▸ Exercise: Take the data below and copy exactly the lines starting at the one with "type for Trellis operations." and finishing at the one with "0.0, 100.0, 50.0))", both included.

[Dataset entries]
>>>>
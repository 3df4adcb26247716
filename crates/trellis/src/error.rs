//! Error types for Trellis operations.
//!
//! [`TrellisError`] aborts a whole conversion. Problems that only lose part of the
//! source are reported as [`Diagnostic`]s alongside the converted document.

mod collector;
mod diagnostic;
mod severity;

pub use collector::DiagnosticCollector;
pub use diagnostic::{Diagnostic, DiagnosticCode};
pub use severity::Severity;

use std::io;

use thiserror::Error;

use trellis_core::{geometry::SingularMatrix, identifier::NodeId, target::ArenaError};

use crate::format::Encoding;

/// The main error type for Trellis operations.
#[derive(Debug, Error)]
pub enum TrellisError {
    #[error("I/O error: {0}")]
    Io(#[from] io::Error),

    #[error("JSON error: {0}")]
    Json(#[from] serde_json::Error),

    #[error("unsupported input encoding: {0}")]
    UnsupportedFormat(Encoding),

    #[error("node id {0} appears more than once in the document")]
    DuplicateNode(NodeId),

    #[error("parent transform of node {node} cannot be inverted")]
    SingularTransform {
        node: NodeId,
        #[source]
        source: SingularMatrix,
    },

    #[error("path of node {node} has {points} points but {codes} command codes")]
    MalformedPath {
        node: NodeId,
        points: usize,
        codes: usize,
    },

    #[error("configuration error: {0}")]
    Config(String),

    #[error("item tree error: {0}")]
    Arena(#[from] ArenaError),
}

impl TrellisError {
    /// Create a `SingularTransform` error for the node being placed.
    pub fn singular_transform(node: NodeId, source: SingularMatrix) -> Self {
        Self::SingularTransform { node, source }
    }
}
#[cfg(test)]
mod tests {
    use float_cmp::assert_approx_eq;

    use super::*;

    fn leaf(model: Model) -> SourceNode {
        SourceNode::new(NodeId::random(), SourceNodeKind::Model(model))
    }

    #[test]
    fn test_model_pin_defaults_to_center() {
        let node = leaf(Model::shape(ShapeDimension::TwoD))
            .with_model_bounds(Rect::new(10.0, 20.0, 30.0, 40.0));
        assert_eq!(node.model_pin(), Point::new(25.0, 40.0));

        let node = node.with_model_pin(Point::new(10.0, 20.0));
        assert_eq!(node.model_pin(), Point::new(10.0, 20.0));
    }

    #[test]
    fn test_scene_size_ignores_rotation() {
        let node = leaf(Model::shape(ShapeDimension::TwoD))
            .with_model_bounds(Rect::new(0.0, 0.0, 100.0, 50.0))
            .with_scene_transform(
                Matrix::rotation(0.7).then(Matrix::translation(300.0, 200.0)),
            );
        let size = node.scene_size();
        assert_approx_eq!(f64, size.width(), 100.0, epsilon = 1e-9);
        assert_approx_eq!(f64, size.height(), 50.0, epsilon = 1e-9);
    }

    #[test]
    fn test_location_is_scene_bounds_origin() {
        let node = leaf(Model::shape(ShapeDimension::TwoD))
            .with_model_bounds(Rect::new(0.0, 0.0, 10.0, 10.0))
            .with_scene_transform(Matrix::translation(5.0, 7.0));
        assert_eq!(node.location(), Point::new(5.0, 7.0));
    }

    #[test]
    fn test_dimension_predicates() {
        assert!(leaf(Model::Line).is_one_d());
        assert!(leaf(Model::Line).is_connectable());
        assert!(!leaf(Model::shape(ShapeDimension::TwoD)).is_one_d());
        assert!(leaf(Model::shape(ShapeDimension::OneD)).is_connectable());

        let primitive = leaf(Model::PathPrimitive {
            path: SourcePath::new(vec![], vec![], PathType::OpenFigure),
            is_1d: true,
        });
        assert!(primitive.is_one_d());
        assert!(!primitive.is_connectable());
        assert!(!leaf(Model::TextPrimitive).is_one_d());
    }

    #[test]
    fn test_descendants_depth_first() {
        let a = leaf(Model::shape(ShapeDimension::TwoD)).with_name("a");
        let b = leaf(Model::Line).with_name("b");
        let inner = SourceNode::new(
            NodeId::random(),
            SourceNodeKind::CompositeShape {
                primitives: vec![b],
            },
        )
        .with_name("inner");
        let root = SourceNode::new(
            NodeId::random(),
            SourceNodeKind::Group {
                children: vec![a, inner],
            },
        )
        .with_name("root");

        let names: Vec<&str> = root.descendants().map(SourceNode::name).collect();
        assert_eq!(names, vec!["root", "a", "inner", "b"]);
        assert!(root.is_container());
        assert!(root.is_two_d_shape());
    }

    #[test]
    fn test_node_json_shape() {
        let json = r#"{
            "id": "6f9619ff-8b86-d011-b42d-00c04fc964ff",
            "name": "Box",
            "kind": "model",
            "model": "shape",
            "dimension": "2d",
            "model_bounds": {"x": 0.0, "y": 0.0, "width": 10.0, "height": 20.0}
        }"#;
        let node: SourceNode = serde_json::from_str(json).unwrap();

        assert_eq!(node.name(), "Box");
        assert!(node.is_two_d_shape());
        assert!(node.scene_transform().is_identity());
        assert_eq!(node.model_bounds().height(), 20.0);
    }

    #[test]
    fn test_foreign_node_json() {
        let json = r#"{
            "id": "6f9619ff-8b86-d011-b42d-00c04fc964ff",
            "kind": "foreign",
            "type_name": "OleObject"
        }"#;
        let node: SourceNode = serde_json::from_str(json).unwrap();
        assert!(matches!(node.kind(), SourceNodeKind::Foreign { type_name } if type_name == "OleObject"));
        assert!(node.children().is_empty());
    }
}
<<<<
▸ Exercise response:
/// The main error type for Trellis operations.
#[derive(Debug, Error)]
pub enum TrellisError {
    #[error("I/O error: {0}")]
    Io(#[from] io::Error),

    #[error("JSON error: {0}")]
    Json(#[from] serde_json::Error),

    #[error("unsupported input encoding: {0}")]
    UnsupportedFormat(Encoding),

    #[error("node id {0} appears more than once in the document")]
    DuplicateNode(NodeId),

    #[error("parent transform of node {node} cannot be inverted")]
    SingularTransform {
        node: NodeId,
        #[source]
        source: SingularMatrix,
    },

    #[error("path of node {node} has {points} points but {codes} command codes")]
    MalformedPath {
        node: NodeId,
        points: usize,
        codes: usize,
    },

    #[error("configuration error: {0}")]
    Config(String),

    #[error("item tree error: {0}")]
    Arena(#[from] ArenaError),
}

impl TrellisError {
    /// Create a `SingularTransform` error for the node being placed.
    pub fn singular_transform(node: NodeId, source: SingularMatrix) -> Self {
        Self::SingularTransform { node, source }
    }
}
#[cfg(test)]
mod tests {
    use float_cmp::assert_approx_eq;

    use super::*;

    fn leaf(model: Model) -> SourceNode {
        SourceNode::new(NodeId::random(), SourceNodeKind::Model(model))
    }

    #[test]
    fn test_model_pin_defaults_to_center() {
        let node = leaf(Model::shape(ShapeDimension::TwoD))
            .with_model_bounds(Rect::new(10.0, 20.0, 30.0, 40.0));
        assert_eq!(node.model_pin(), Point::new(25.0, 40.0));

        let node = node.with_model_pin(Point::new(10.0, 20.0));
        assert_eq!(node.model_pin(), Point::new(10.0, 20.0));
    }

    #[test]
    fn test_scene_size_ignores_rotation() {
        let node = leaf(Model::shape(ShapeDimension::TwoD))
            .with_model_bounds(Rect::new(0.0, 0.0, 100.0, 50.0))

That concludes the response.